| Prompt |
Return, word for word, only the lines of the data below that lie between the line with "let mut rest = text;" and the line with "let needed = encoder", those two lines included.

+ + +

//! Message body charsets.
//!
//! `US-ASCII`, `ISO-8859-1` and the BOM-writing `UTF-16` are handled here,
//! every other label goes through `encoding_rs`. Characters a charset cannot
//! represent are written as `?`.

use bytes::Bytes;
use encoding_rs::{Encoding, EncoderResult, UTF_16BE, UTF_16LE};

pub type Result<T> = std::result::Result<T, Error>;

#[derive(Debug, thiserror::Error)]
pub enum Error {
    #[error("unsupported encoding: {0}")]
    Unsupported(String),
}

const REPLACEMENT: u8 = b'?';

#[derive(Debug, Clone, Copy, PartialEq, Eq)]
enum Charset {
    Ascii,
    Latin1,
    /// big-endian with a leading byte order mark
    Utf16,
    Utf16Be,
    Utf16Le,
    Other(&'static Encoding),
}

fn charset(label: &str) -> Result<Charset> {
    let label = label.trim();
    let charset = match label.to_ascii_uppercase().as_str() {
        "US-ASCII" | "ASCII" | "ISO646-US" | "ANSI_X3.4-1968" => Charset::Ascii,
        "ISO-8859-1" | "ISO8859-1" | "ISO8859_1" | "ISO_8859_1" | "8859_1" | "LATIN1" => {
            Charset::Latin1
        }
        "UTF-16" | "UTF16" | "UTF_16" => Charset::Utf16,
        _ => match Encoding::for_label(label.as_bytes()) {
            Some(encoding) if encoding == UTF_16BE => Charset::Utf16Be,
            Some(encoding) if encoding == UTF_16LE => Charset::Utf16Le,
            Some(encoding) => Charset::Other(encoding),
            None => return Err(Error::Unsupported(label.to_string())),
        },
    };
    Ok(charset)
}

/// encode the message body
pub fn encode(text: &str, label: &str) -> Result<Bytes> {
    let bytes: Vec<u8> = match charset(label)? {
        Charset::Ascii => text.chars().map(|c| narrow(c, 0x7f)).collect(),
        Charset::Latin1 => text.chars().map(|c| narrow(c, 0xff)).collect(),
        Charset::Utf16 if text.is_empty() => Vec::new(),
        Charset::Utf16 => [0xfe_u8, 0xff]
            .into_iter()
            .chain(text.encode_utf16().flat_map(u16::to_be_bytes))
            .collect(),
        Charset::Utf16Be => text.encode_utf16().flat_map(u16::to_be_bytes).collect(),
        Charset::Utf16Le => text.encode_utf16().flat_map(u16::to_le_bytes).collect(),
        Charset::Other(encoding) => encode_replacing(text, encoding),
    };
    Ok(Bytes::from(bytes))
}

fn narrow(c: char, max: u32) -> u8 {
    match u32::from(c) {
        code if code <= max => code as u8,
        _ => REPLACEMENT,
    }
}

fn encode_replacing(text: &str, encoding: &'static Encoding) -> Vec<u8> {
    let mut encoder = encoding.new_encoder();
    let mut out = Vec::with_capacity(text.len());
    let mut rest = text;
    loop {
        let (result, read) = encoder.encode_from_utf8_to_vec_without_replacement(rest, &mut out, true);
        rest = &rest[read..];
        match result {
            EncoderResult::InputEmpty => return out,
            EncoderResult::OutputFull => {
                let needed = encoder
                    .max_buffer_length_from_utf8_without_replacement(rest.len())
                    .unwrap_or(rest.len() * 4);
                out.reserve(needed.max(16));
            }
            EncoderResult::Unmappable(_) => out.push(REPLACEMENT),
        }
    }
}

/// decode a reply, malformed sequences become U+FFFD
pub fn decode(bytes: &[u8], label: &str) -> Result<String> {
    let text = match charset(label)? {
        Charset::Ascii => bytes
            .iter()
            .map(|&b| if b.is_ascii() { char::from(b) } else { char::REPLACEMENT_CHARACTER })
            .collect(),
        Charset::Latin1 => bytes.iter().map(|&b| char::from(b)).collect(),
        Charset::Utf16 => match bytes {
            [0xfe, 0xff, rest @ ..] => decode_with(UTF_16BE, rest),
            [0xff, 0xfe, rest @ ..] => decode_with(UTF_16LE, rest),
            _ => decode_with(UTF_16BE, bytes),
        },
        Charset::Utf16Be => decode_with(UTF_16BE, bytes),
        Charset::Utf16Le => decode_with(UTF_16LE, bytes),
        Charset::Other(encoding) => decode_with(encoding, bytes),
    };
    Ok(text)
}

fn decode_with(encoding: &'static Encoding, bytes: &[u8]) -> String {
    let (text, _) = encoding.decode_without_bom_handling(bytes);
    text.into_owned()
}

+ + +

| Answer to this task |
    let mut rest = text;
    loop {
        let (result, read) = encoder.encode_from_utf8_to_vec_without_replacement(rest, &mut out, true);
        rest = &rest[read..];
        match result {
            EncoderResult::InputEmpty => return out,
            EncoderResult::OutputFull => {
                let needed = encoder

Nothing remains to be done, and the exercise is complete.